*ENTRIES SHOWN*
//! GORC Configuration Management
//!
//! This module provides configuration structures for the entire GORC system,
//! including virtualization settings, performance tuning, and feature flags.

use crate::gorc::virtualization::VirtualizationConfig;
use serde::{Deserialize, Serialize};

/// Complete GORC system configuration
#[derive(Debug, Clone, Serialize, Deserialize)]
pub struct GorcServerConfig {
    /// General GORC settings
    pub general: GorcGeneralConfig,
    /// Zone virtualization configuration
    pub virtualization: VirtualizationConfig,
    /// Spatial indexing configuration
    pub spatial: SpatialConfig,
    /// Network replication configuration
    pub network: NetworkConfig,
    /// Performance monitoring configuration
    pub monitoring: MonitoringConfig,
}

impl Default for GorcServerConfig {
    fn default() -> Self {
        Self {
            general: GorcGeneralConfig::default(),
            virtualization: VirtualizationConfig::default(),
            spatial: SpatialConfig::default(),
            network: NetworkConfig::default(),
            monitoring: MonitoringConfig::default(),
        }
    }
}

/// General GORC system configuration
#[derive(Debug, Clone, Serialize, Deserialize)]
pub struct GorcGeneralConfig {
    /// Maximum number of objects that can be registered
    pub max_objects: usize,
    /// Maximum number of concurrent players
    pub max_players: usize,
    /// Maximum number of channels per object
    pub max_channels_per_object: u8,
    /// Enable automatic zone optimization
    pub auto_optimize_zones: bool,
    /// Frequency of zone optimization checks (in milliseconds)
    pub optimization_interval_ms: u64,
    /// Enable debug logging for GORC operations
    pub debug_logging: bool,
}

*WHAT IS REQUIRED*
Each line from the first line of the listing through the line containing "Complete GORC system configuration" must be set down exactly; no other line belongs in the answer.

*RESULT OF THE TASK*
//! GORC Configuration Management
//!
//! This module provides configuration structures for the entire GORC system,
//! including virtualization settings, performance tuning, and feature flags.

use crate::gorc::virtualization::VirtualizationConfig;
use serde::{Deserialize, Serialize};

/// Complete GORC system configuration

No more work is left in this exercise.